//! Group arithmetic for the blinding layer.
//!
//! Identifiers are hashed into `Z_p` and blinded by raising them to private
//! exponents. Blinding commutes, `(H(x)^k1)^k2 == (H(x)^k2)^k1 mod p`, which is
//! what lets both parties compare identifiers without revealing them.

use crate::error::{PsiSumError, Result};
use num_bigint_dig::prime::probably_prime;
use num_bigint_dig::{BigUint, RandBigInt};
use num_traits::One;
use rand::rngs::OsRng;
use rand::{CryptoRng, RngCore};
use rayon::prelude::*;
use sha2::{Digest, Sha256};
use std::fmt;

/// Miller-Rabin rounds used when validating a modulus.
const PRIMALITY_ROUNDS: usize = 20;

/// RFC 3526 group 14 (2048-bit MODP) prime.
const MODP_2048_HEX: &str = concat!(
    "FFFFFFFFFFFFFFFFC90FDAA22168C234C4C6628B80DC1CD1",
    "29024E088A67CC74020BBEA63B139B22514A08798E3404DD",
    "EF9519B3CD3A431B302B0A6DF25F14374FE1356D6D51C245",
    "E485B576625E7EC6F44C42E9A637ED6B0BFF5CB6F406B7ED",
    "EE386BFB5A899FA5AE9F24117C4B1FE649286651ECE45B3D",
    "C2007CB8A163BF0598DA48361C55D39A69163FA8FD24CF5F",
    "83655D23DCA3AD961C62F356208552BB9ED529077096966D",
    "670C354E4ABC9804F1746C08CA18217C32905E462E36CE3B",
    "E39E772C180E86039B2783A2EC07A28FB5C55DF06F4C52C9",
    "DE2BCBF6955817183995497CEA956AE515D2261898FA0510",
    "15728E5A8AACAA68FFFFFFFFFFFFFFFF",
);

/// The prime modulus shared by both parties for one protocol run.
#[derive(Debug, Clone, PartialEq, Eq)]
#[cfg_attr(feature = "serde", derive(serde::Serialize, serde::Deserialize))]
pub struct GroupParameters {
    modulus: BigUint,
}

impl GroupParameters {
    /// Create group parameters from a prime modulus.
    ///
    /// # Errors
    /// Returns `PsiSumError::InvalidModulus` if `modulus` is not a prime
    /// greater than 2.
    pub fn new(modulus: BigUint) -> Result<Self> {
        if modulus <= BigUint::from(2u8) {
            return Err(PsiSumError::InvalidModulus(format!(
                "{} must be greater than 2",
                modulus
            )));
        }
        if !probably_prime(&modulus, PRIMALITY_ROUNDS) {
            return Err(PsiSumError::InvalidModulus(format!(
                "{} is not prime",
                modulus
            )));
        }
        Ok(Self { modulus })
    }

    /// Create group parameters from a machine-word modulus.
    pub fn from_u64(modulus: u64) -> Result<Self> {
        Self::new(BigUint::from(modulus))
    }

    /// The Mersenne prime `2^31 - 1`.
    ///
    /// Small enough to read in traces, far too small for real use.
    pub fn mersenne_31() -> Self {
        Self {
            modulus: BigUint::from(2_147_483_647u64),
        }
    }

    /// The 2048-bit MODP prime from RFC 3526.
    pub fn modp_2048() -> Self {
        let modulus = BigUint::parse_bytes(MODP_2048_HEX.as_bytes(), 16)
            .expect("RFC 3526 prime is valid hex");
        Self { modulus }
    }

    pub fn modulus(&self) -> &BigUint {
        &self.modulus
    }

    /// Returns true if `value` is a reduced residue, i.e. `value < p`.
    pub(crate) fn contains(&self, value: &BigUint) -> bool {
        value < &self.modulus
    }
}

/// A private blinding exponent in `[1, p - 2]`.
///
/// Deliberately not `Clone`; it never leaves the party that sampled it.
pub struct PrivateExponent(BigUint);

impl PrivateExponent {
    #[cfg(test)]
    pub(crate) fn from_biguint(value: BigUint) -> Self {
        Self(value)
    }

    #[cfg(test)]
    pub(crate) fn value(&self) -> &BigUint {
        &self.0
    }
}

impl fmt::Debug for PrivateExponent {
    fn fmt(&self, f: &mut fmt::Formatter<'_>) -> fmt::Result {
        f.write_str("PrivateExponent(<redacted>)")
    }
}

/// A hashed identifier raised to one or more private exponents.
#[derive(Debug, Clone, PartialEq, Eq, Hash, PartialOrd, Ord)]
#[cfg_attr(feature = "serde", derive(serde::Serialize, serde::Deserialize))]
pub struct BlindedValue(BigUint);

impl BlindedValue {
    pub fn new(value: BigUint) -> Self {
        Self(value)
    }

    pub fn value(&self) -> &BigUint {
        &self.0
    }
}

impl fmt::Display for BlindedValue {
    fn fmt(&self, f: &mut fmt::Formatter<'_>) -> fmt::Result {
        write!(f, "{}", self.0)
    }
}

/// Hash an identifier into `Z_p`.
///
/// SHA-256 of the UTF-8 bytes, read big-endian, reduced modulo `p`.
pub fn hash_to_group(identifier: &str, params: &GroupParameters) -> BigUint {
    let digest = Sha256::digest(identifier.as_bytes());
    BigUint::from_bytes_be(&digest) % params.modulus()
}

/// Compute `base^exponent mod modulus`.
pub fn mod_exp(base: &BigUint, exponent: &BigUint, modulus: &BigUint) -> BigUint {
    base.modpow(exponent, modulus)
}

/// Sample a fresh private exponent uniformly from `[1, p - 2]`.
pub fn generate_private_exponent<R: RngCore + CryptoRng>(
    params: &GroupParameters,
    rng: &mut R,
) -> PrivateExponent {
    let upper = params.modulus() - BigUint::one();
    PrivateExponent(rng.gen_biguint_range(&BigUint::one(), &upper))
}

/// Sample a fresh private exponent using `OsRng`.
pub fn random_exponent(params: &GroupParameters) -> PrivateExponent {
    generate_private_exponent(params, &mut OsRng)
}

/// Hash an identifier and blind it with `exponent`.
pub fn blind_identifier(
    identifier: &str,
    exponent: &PrivateExponent,
    params: &GroupParameters,
) -> BlindedValue {
    let hashed = hash_to_group(identifier, params);
    BlindedValue(mod_exp(&hashed, &exponent.0, params.modulus()))
}

/// Raise an already blinded value to another exponent.
pub fn reblind(
    value: &BlindedValue,
    exponent: &PrivateExponent,
    params: &GroupParameters,
) -> BlindedValue {
    BlindedValue(mod_exp(&value.0, &exponent.0, params.modulus()))
}

/// Hash and blind a batch of identifiers in parallel.
///
/// The output order matches the input order.
pub fn blind_identifiers<S: AsRef<str> + Sync>(
    identifiers: &[S],
    exponent: &PrivateExponent,
    params: &GroupParameters,
) -> Vec<BlindedValue> {
    identifiers
        .par_iter()
        .map(|identifier| blind_identifier(identifier.as_ref(), exponent, params))
        .collect()
}

/// Re-blind a batch of values in parallel.
///
/// The output order matches the input order.
pub fn reblind_all(
    values: &[BlindedValue],
    exponent: &PrivateExponent,
    params: &GroupParameters,
) -> Vec<BlindedValue> {
    values
        .par_iter()
        .map(|value| reblind(value, exponent, params))
        .collect()
}

/// Check that every element of a received list is a residue modulo `p`.
pub(crate) fn validate_elements<'a, I>(values: I, params: &GroupParameters, what: &str) -> Result<()>
where
    I: IntoIterator<Item = &'a BlindedValue>,
{
    match values
        .into_iter()
        .position(|value| !params.contains(value.value()))
    {
        Some(index) => Err(PsiSumError::InvalidMessage(format!(
            "{} element {} is not reduced modulo p",
            what, index
        ))),
        None => Ok(()),
    }
}
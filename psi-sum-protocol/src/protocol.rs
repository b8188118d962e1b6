//! In-memory orchestration of a full protocol run.

use crate::cipher::{AdditiveCipher, ToyCipher};
use crate::error::Result;
use crate::group::GroupParameters;
use crate::messages::IntersectionSumResult;
use crate::state::{Party1, Party2};
use num_bigint_dig::BigUint;
use tracing::{info, instrument};

/// Runs both parties in one process, passing each message by value.
///
/// Any failing round aborts the run; there is no retry.
#[derive(Debug, Clone)]
pub struct IntersectionSumProtocol<C> {
    params: GroupParameters,
    cipher: C,
}

impl<C: AdditiveCipher> IntersectionSumProtocol<C> {
    pub fn new(params: GroupParameters, cipher: C) -> Self {
        Self { params, cipher }
    }

    /// Run round 1 → round 2 → round 3 → finalize.
    ///
    /// # Arguments
    /// * `identifiers` - Party 1's identifier set V
    /// * `weighted` - Party 2's (identifier, value) pairs W
    ///
    /// # Errors
    /// Returns the first error raised by either party.
    #[instrument(skip_all, err(Debug), fields(v = identifiers.len(), w = weighted.len()))]
    pub fn run<S, T>(&self, identifiers: &[S], weighted: &[(T, u64)]) -> Result<IntersectionSumResult>
    where
        S: AsRef<str>,
        T: AsRef<str>,
    {
        let party1 = Party1::<C>::new(identifiers, self.params.clone())?;
        let party2 = Party2::new(weighted, self.params.clone(), &self.cipher)?;

        let (party1, round1) = party1.round1();
        let (party2, round2) = party2.round2(round1)?;
        let round3 = party1.round3(round2)?;
        let intersection_size = round3.intersection_size();
        let sum = party2.finalize(round3.message)?;

        info!(intersection_size, "intersection-sum run complete");
        Ok(IntersectionSumResult {
            sum,
            intersection_size,
        })
    }
}

/// Compute the intersection-sum of `identifier_set` and `weighted_set` under
/// the toy cipher.
///
/// # Errors
/// Returns `PsiSumError::InvalidModulus` before any round runs if
/// `group_modulus` is not a prime greater than 2, and
/// `PsiSumError::DuplicateIdentifier` for repeated identifiers.
pub fn run_intersection_sum<S, T>(
    identifier_set: &[S],
    weighted_set: &[(T, u64)],
    group_modulus: &BigUint,
) -> Result<u64>
where
    S: AsRef<str>,
    T: AsRef<str>,
{
    let params = GroupParameters::new(group_modulus.clone())?;
    IntersectionSumProtocol::new(params, ToyCipher)
        .run(identifier_set, weighted_set)
        .map(|result| result.sum)
}

#[cfg(test)]
mod tests {
    use super::*;
    use crate::cipher::PaillierCipher;
    use crate::error::PsiSumError;

    fn mersenne() -> BigUint {
        GroupParameters::mersenne_31().modulus().clone()
    }

    #[test]
    fn test_invalid_modulus_fails_fast() {
        let result = run_intersection_sum(&["a"], &[("a", 1u64)], &BigUint::from(2u8));
        assert!(matches!(result, Err(PsiSumError::InvalidModulus(_))));

        let result = run_intersection_sum(&["a"], &[("a", 1u64)], &BigUint::from(91u8));
        assert!(matches!(result, Err(PsiSumError::InvalidModulus(_))));
    }

    #[test]
    fn test_empty_sets_sum_to_zero() {
        let empty_ids: [&str; 0] = [];
        let empty_weighted: [(&str, u64); 0] = [];
        assert_eq!(run_intersection_sum(&empty_ids, &[("a", 5u64)], &mersenne()), Ok(0));
        assert_eq!(run_intersection_sum(&["a"], &empty_weighted, &mersenne()), Ok(0));
        assert_eq!(run_intersection_sum(&empty_ids, &empty_weighted, &mersenne()), Ok(0));
    }

    #[test]
    fn test_duplicate_identifier_aborts() {
        let result = run_intersection_sum(&["a", "a"], &[("a", 5u64)], &mersenne());
        assert!(matches!(result, Err(PsiSumError::DuplicateIdentifier(_))));
    }

    #[test]
    fn test_run_reports_intersection_size() {
        let protocol = IntersectionSumProtocol::new(GroupParameters::mersenne_31(), ToyCipher);
        let result = protocol
            .run(
                &["alice", "bob", "carol"],
                &[("alice", 10u64), ("dave", 20), ("carol", 30)],
            )
            .unwrap();
        assert_eq!(
            result,
            IntersectionSumResult {
                sum: 40,
                intersection_size: 2
            }
        );
    }

    #[test]
    fn test_run_with_paillier() {
        let protocol =
            IntersectionSumProtocol::new(GroupParameters::mersenne_31(), PaillierCipher::new(256));
        let result = protocol
            .run(
                &["alice", "bob", "carol"],
                &[("alice", 10u64), ("dave", 20), ("carol", 30)],
            )
            .unwrap();
        assert_eq!(result.sum, 40);
    }

    #[test]
    fn test_paillier_sum_exceeds_toy_range() {
        // 3 * 4e9 would wrap under the toy cipher.
        let protocol =
            IntersectionSumProtocol::new(GroupParameters::mersenne_31(), PaillierCipher::new(256));
        let result = protocol
            .run(
                &["a", "b", "c"],
                &[("a", 4_000_000_000u64), ("b", 4_000_000_000), ("c", 4_000_000_000)],
            )
            .unwrap();
        assert_eq!(result.sum, 12_000_000_000);
    }
}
##########
→ What needs to be done:
Scan the data above for the string "base". Copy every line in which it appears.

→ Written solution:
/// Compute `base^exponent mod modulus`.
pub fn mod_exp(base: &BigUint, exponent: &BigUint, modulus: &BigUint) -> BigUint {
    base.modpow(exponent, modulus)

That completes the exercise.